# Task requirements
Copy each entry below without any change.

[Given data — start]

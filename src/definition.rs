//! Task definition value type.
//!
//! A [`TaskDefinition`] identifies a task and carries its scheduling parameters
//! and a free-form string property bag. Definitions are owned by the external
//! task registry; once handed to `Task::initialize` the core treats them as
//! immutable values.

use chrono::{DateTime, Utc};
use serde::{Deserialize, Serialize};
use std::collections::HashMap;
use tracing::warn;

/// Configuration record identifying a schedulable task.
///
/// Lifecycle: created and edited externally, passed once to `initialize`,
/// referenced read-only for the task's lifetime, cleared on `shutdown`.
#[derive(Clone, Debug, PartialEq, Serialize, Deserialize)]
pub struct TaskDefinition {
    /// Unique task name
    pub name: String,

    /// Identifier of the implementing task type
    pub task_type: String,

    /// Optional human-readable description
    #[serde(default)]
    pub description: Option<String>,

    /// Free-form string properties consumed by the task implementation
    #[serde(default)]
    pub properties: HashMap<String, String>,

    /// Seconds between firings; `0` means execute exactly once
    pub repeat_interval_secs: u64,

    /// Earliest firing time; `None` means fire immediately once scheduled
    #[serde(default)]
    pub start_time: Option<DateTime<Utc>>,

    /// Whether the scheduler should start this task at system startup
    #[serde(default)]
    pub start_on_startup: bool,

    /// Whether the task is currently scheduled (maintained by the scheduler)
    #[serde(default)]
    pub started: bool,

    /// Completion time of the most recent firing (maintained by the scheduler)
    #[serde(default)]
    pub last_execution_time: Option<DateTime<Utc>>,
}

impl TaskDefinition {
    /// Create a definition with the given name and type and no properties.
    pub fn new(name: impl Into<String>, task_type: impl Into<String>) -> Self {
        Self {
            name: name.into(),
            task_type: task_type.into(),
            description: None,
            properties: HashMap::new(),
            repeat_interval_secs: 0,
            start_time: None,
            start_on_startup: false,
            started: false,
            last_execution_time: None,
        }
    }

    /// Look up a string property.
    pub fn property(&self, key: &str) -> Option<&str> {
        self.properties.get(key).map(String::as_str)
    }

    /// Look up a numeric property, falling back to `default` when the property
    /// is absent or unparsable. An unparsable value is logged, not an error:
    /// definitions are edited externally and a typo must not disable the task.
    pub fn u64_property(&self, key: &str, default: u64) -> u64 {
        match self.property(key) {
            None => default,
            Some(raw) => match raw.parse::<u64>() {
                Ok(value) => value,
                Err(_) => {
                    warn!(
                        task = %self.name,
                        property = key,
                        value = raw,
                        "Ignoring unparsable numeric task property"
                    );
                    default
                }
            },
        }
    }

    /// Firing period; `None` for single-execution tasks.
    pub fn repeat_interval(&self) -> Option<std::time::Duration> {
        if self.repeat_interval_secs == 0 {
            None
        } else {
            Some(std::time::Duration::from_secs(self.repeat_interval_secs))
        }
    }
}
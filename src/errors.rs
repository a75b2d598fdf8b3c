use thiserror::Error;

#[derive(Error, Debug)]
pub enum ConfigError {
    #[error("error-clinsched-config-1 Required environment variable not set: {var_name}")]
    EnvVarRequired { var_name: String },

    #[error("error-clinsched-config-2 Version not available")]
    VersionNotAvailable,

    #[error("error-clinsched-config-3 Invalid duration value: {value}")]
    InvalidDuration { value: String },

    #[error("error-clinsched-config-4 Invalid credential: {details}")]
    InvalidCredential { details: String },
}

#[derive(Error, Debug)]
pub enum AuthError {
    #[error("error-clinsched-auth-1 Authentication failed for {username}: {details}")]
    AuthenticationFailed { username: String, details: String },

    #[error("error-clinsched-auth-2 Authentication service unavailable: {details}")]
    ServiceUnavailable { details: String },
}

#[derive(Error, Debug)]
pub enum RegistryError {
    #[error("error-clinsched-registry-1 Task definition not found: {name}")]
    DefinitionNotFound { name: String },

    #[error("error-clinsched-registry-2 Registry backend operation failed: {operation}: {details}")]
    BackendFailed { operation: String, details: String },

    #[error("error-clinsched-registry-3 Invalid task definition: {name}: {details}")]
    InvalidDefinition { name: String, details: String },
}

#[derive(Error, Debug)]
pub enum QueueError {
    #[error("error-clinsched-queue-1 Queue fetch failed: {details}")]
    FetchFailed { details: String },

    #[error("error-clinsched-queue-2 Queue entry update failed: entry {entry_id}: {details}")]
    UpdateFailed { entry_id: u64, details: String },
}

#[derive(Error, Debug)]
pub enum IndexError {
    #[error("error-clinsched-index-1 Section listing failed: {details}")]
    SectionListingFailed { details: String },

    #[error("error-clinsched-index-2 Section rebuild failed: {section}: {details}")]
    SectionRebuildFailed { section: String, details: String },
}
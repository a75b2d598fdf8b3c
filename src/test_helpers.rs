//! Test helper utilities for clinsched tests
//!
//! Common fixtures shared by unit tests across modules. Task fixtures that a
//! single test module needs (counting, flaky, slow-init tasks) live next to
//! the tests that use them.

use crate::config::SchedulerCredentials;
use crate::context::{AuthService, ServiceContext, Session};
use crate::errors::AuthError;
use async_trait::async_trait;
use chrono::Utc;
use once_cell::sync::Lazy;
use parking_lot::Mutex;
use std::sync::Arc;
use std::sync::atomic::{AtomicU64, Ordering};

// Test environment mutex to prevent concurrent environment variable modification
pub static ENV_MUTEX: Lazy<Mutex<()>> = Lazy::new(|| Mutex::new(()));

/// Auth service that counts attempts and can be switched to reject them.
pub struct RecordingAuthService {
    pub attempts: AtomicU64,
    pub reject: bool,
}

impl RecordingAuthService {
    pub fn accepting() -> Self {
        Self {
            attempts: AtomicU64::new(0),
            reject: false,
        }
    }

    pub fn rejecting() -> Self {
        Self {
            attempts: AtomicU64::new(0),
            reject: true,
        }
    }
}

#[async_trait]
impl AuthService for RecordingAuthService {
    async fn authenticate(&self, username: &str, _password: &str) -> Result<Session, AuthError> {
        self.attempts.fetch_add(1, Ordering::SeqCst);
        if self.reject {
            Err(AuthError::AuthenticationFailed {
                username: username.to_string(),
                details: "rejected by test fixture".to_string(),
            })
        } else {
            Ok(Session {
                username: username.to_string(),
                opened_at: Utc::now(),
            })
        }
    }
}

/// Service context backed by a [`RecordingAuthService`] and the default
/// scheduler credentials.
pub fn test_context(auth: Arc<RecordingAuthService>) -> Arc<ServiceContext> {
    Arc::new(ServiceContext::new(auth, SchedulerCredentials::default()))
}

#[cfg(test)]
mod tests {
    use super::*;
    use crate::tasks::TaskState;

    #[tokio::test]
    async fn test_recording_auth_counts_attempts() {
        let auth = Arc::new(RecordingAuthService::accepting());
        let state = TaskState::with_context(test_context(Arc::clone(&auth)));

        state.authenticate().await;
        state.authenticate().await;

        // A held session short-circuits the second attempt
        assert_eq!(auth.attempts.load(Ordering::SeqCst), 1);
    }

    #[tokio::test]
    async fn test_rejecting_auth_retried_every_run() {
        let auth = Arc::new(RecordingAuthService::rejecting());
        let state = TaskState::with_context(test_context(Arc::clone(&auth)));

        state.authenticate().await;
        state.authenticate().await;

        // No session was established, so every run retries
        assert_eq!(auth.attempts.load(Ordering::SeqCst), 2);
        assert!(!state.is_authenticated());
    }
}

[Given data — finish]

# Task output
filename src/definition.rs
//! Task definition value type.
//!
//! A [`TaskDefinition`] identifies a task and carries its scheduling parameters
//! and a free-form string property bag. Definitions are owned by the external
//! task registry; once handed to `Task::initialize` the core treats them as
//! immutable values.

use chrono::{DateTime, Utc};
use serde::{Deserialize, Serialize};
use std::collections::HashMap;
use tracing::warn;

/// Configuration record identifying a schedulable task.
///
/// Lifecycle: created and edited externally, passed once to `initialize`,
/// referenced read-only for the task's lifetime, cleared on `shutdown`.
#[derive(Clone, Debug, PartialEq, Serialize, Deserialize)]
pub struct TaskDefinition {
    /// Unique task name
    pub name: String,

    /// Identifier of the implementing task type
    pub task_type: String,

    /// Optional human-readable description
    #[serde(default)]
    pub description: Option<String>,

    /// Free-form string properties consumed by the task implementation
    #[serde(default)]
    pub properties: HashMap<String, String>,

    /// Seconds between firings; `0` means execute exactly once
    pub repeat_interval_secs: u64,

    /// Earliest firing time; `None` means fire immediately once scheduled
    #[serde(default)]
    pub start_time: Option<DateTime<Utc>>,

    /// Whether the scheduler should start this task at system startup
    #[serde(default)]
    pub start_on_startup: bool,

    /// Whether the task is currently scheduled (maintained by the scheduler)
    #[serde(default)]
    pub started: bool,

    /// Completion time of the most recent firing (maintained by the scheduler)
    #[serde(default)]
    pub last_execution_time: Option<DateTime<Utc>>,
}

impl TaskDefinition {
    /// Create a definition with the given name and type and no properties.
    pub fn new(name: impl Into<String>, task_type: impl Into<String>) -> Self {
        Self {
            name: name.into(),
            task_type: task_type.into(),
            description: None,
            properties: HashMap::new(),
            repeat_interval_secs: 0,
            start_time: None,
            start_on_startup: false,
            started: false,
            last_execution_time: None,
        }
    }

    /// Look up a string property.
    pub fn property(&self, key: &str) -> Option<&str> {
        self.properties.get(key).map(String::as_str)
    }

    /// Look up a numeric property, falling back to `default` when the property
    /// is absent or unparsable. An unparsable value is logged, not an error:
    /// definitions are edited externally and a typo must not disable the task.
    pub fn u64_property(&self, key: &str, default: u64) -> u64 {
        match self.property(key) {
            None => default,
            Some(raw) => match raw.parse::<u64>() {
                Ok(value) => value,
                Err(_) => {
                    warn!(
                        task = %self.name,
                        property = key,
                        value = raw,
                        "Ignoring unparsable numeric task property"
                    );
                    default
                }
            },
        }
    }

    /// Firing period; `None` for single-execution tasks.
    pub fn repeat_interval(&self) -> Option<std::time::Duration> {
        if self.repeat_interval_secs == 0 {
            None
        } else {
            Some(std::time::Duration::from_secs(self.repeat_interval_secs))
        }
    }
}
filename src/errors.rs
repository a75b2d598fdf8b3c
use thiserror::Error;

#[derive(Error, Debug)]
pub enum ConfigError {
    #[error("error-clinsched-config-1 Required environment variable not set: {var_name}")]
    EnvVarRequired { var_name: String },

    #[error("error-clinsched-config-2 Version not available")]
    VersionNotAvailable,

    #[error("error-clinsched-config-3 Invalid duration value: {value}")]
    InvalidDuration { value: String },

    #[error("error-clinsched-config-4 Invalid credential: {details}")]
    InvalidCredential { details: String },
}

#[derive(Error, Debug)]
pub enum AuthError {
    #[error("error-clinsched-auth-1 Authentication failed for {username}: {details}")]
    AuthenticationFailed { username: String, details: String },

    #[error("error-clinsched-auth-2 Authentication service unavailable: {details}")]
    ServiceUnavailable { details: String },
}

#[derive(Error, Debug)]
pub enum RegistryError {
    #[error("error-clinsched-registry-1 Task definition not found: {name}")]
    DefinitionNotFound { name: String },

    #[error("error-clinsched-registry-2 Registry backend operation failed: {operation}: {details}")]
    BackendFailed { operation: String, details: String },

    #[error("error-clinsched-registry-3 Invalid task definition: {name}: {details}")]
    InvalidDefinition { name: String, details: String },
}

#[derive(Error, Debug)]
pub enum QueueError {
    #[error("error-clinsched-queue-1 Queue fetch failed: {details}")]
    FetchFailed { details: String },

    #[error("error-clinsched-queue-2 Queue entry update failed: entry {entry_id}: {details}")]
    UpdateFailed { entry_id: u64, details: String },
}

#[derive(Error, Debug)]
pub enum IndexError {
    #[error("error-clinsched-index-1 Section listing failed: {details}")]
    SectionListingFailed { details: String },

    #[error("error-clinsched-index-2 Section rebuild failed: {section}: {details}")]
    SectionRebuildFailed { section: String, details: String },
}
repository a75b2d598fdf8b3c
filename src/test_helpers.rs
//! Test helper utilities for clinsched tests
//!
//! Common fixtures shared by unit tests across modules. Task fixtures that a
//! single test module needs (counting, flaky, slow-init tasks) live next to
//! the tests that use them.

use crate::config::SchedulerCredentials;
use crate::context::{AuthService, ServiceContext, Session};
use crate::errors::AuthError;
use async_trait::async_trait;
use chrono::Utc;
use once_cell::sync::Lazy;
use parking_lot::Mutex;
use std::sync::Arc;
use std::sync::atomic::{AtomicU64, Ordering};

// Test environment mutex to prevent concurrent environment variable modification
pub static ENV_MUTEX: Lazy<Mutex<()>> = Lazy::new(|| Mutex::new(()));

/// Auth service that counts attempts and can be switched to reject them.
pub struct RecordingAuthService {
    pub attempts: AtomicU64,
    pub reject: bool,
}

impl RecordingAuthService {
    pub fn accepting() -> Self {
        Self {
            attempts: AtomicU64::new(0),
            reject: false,
        }
    }

    pub fn rejecting() -> Self {
        Self {
            attempts: AtomicU64::new(0),
            reject: true,
        }
    }
}

#[async_trait]
impl AuthService for RecordingAuthService {
    async fn authenticate(&self, username: &str, _password: &str) -> Result<Session, AuthError> {
        self.attempts.fetch_add(1, Ordering::SeqCst);
        if self.reject {
            Err(AuthError::AuthenticationFailed {
                username: username.to_string(),
                details: "rejected by test fixture".to_string(),
            })
        } else {
            Ok(Session {
                username: username.to_string(),
                opened_at: Utc::now(),
            })
        }
    }
}

/// Service context backed by a [`RecordingAuthService`] and the default
/// scheduler credentials.
pub fn test_context(auth: Arc<RecordingAuthService>) -> Arc<ServiceContext> {
    Arc::new(ServiceContext::new(auth, SchedulerCredentials::default()))
}

#[cfg(test)]
mod tests {
    use super::*;
    use crate::tasks::TaskState;

    #[tokio::test]
    async fn test_recording_auth_counts_attempts() {
        let auth = Arc::new(RecordingAuthService::accepting());
        let state = TaskState::with_context(test_context(Arc::clone(&auth)));

        state.authenticate().await;
        state.authenticate().await;

        // A held session short-circuits the second attempt
        assert_eq!(auth.attempts.load(Ordering::SeqCst), 1);
    }

    #[tokio::test]
    async fn test_rejecting_auth_retried_every_run() {
        let auth = Arc::new(RecordingAuthService::rejecting());
        let state = TaskState::with_context(test_context(Arc::clone(&auth)));

        state.authenticate().await;
        state.authenticate().await;

        // No session was established, so every run retries
        assert_eq!(auth.attempts.load(Ordering::SeqCst), 2);
        assert!(!state.is_authenticated());
    }
}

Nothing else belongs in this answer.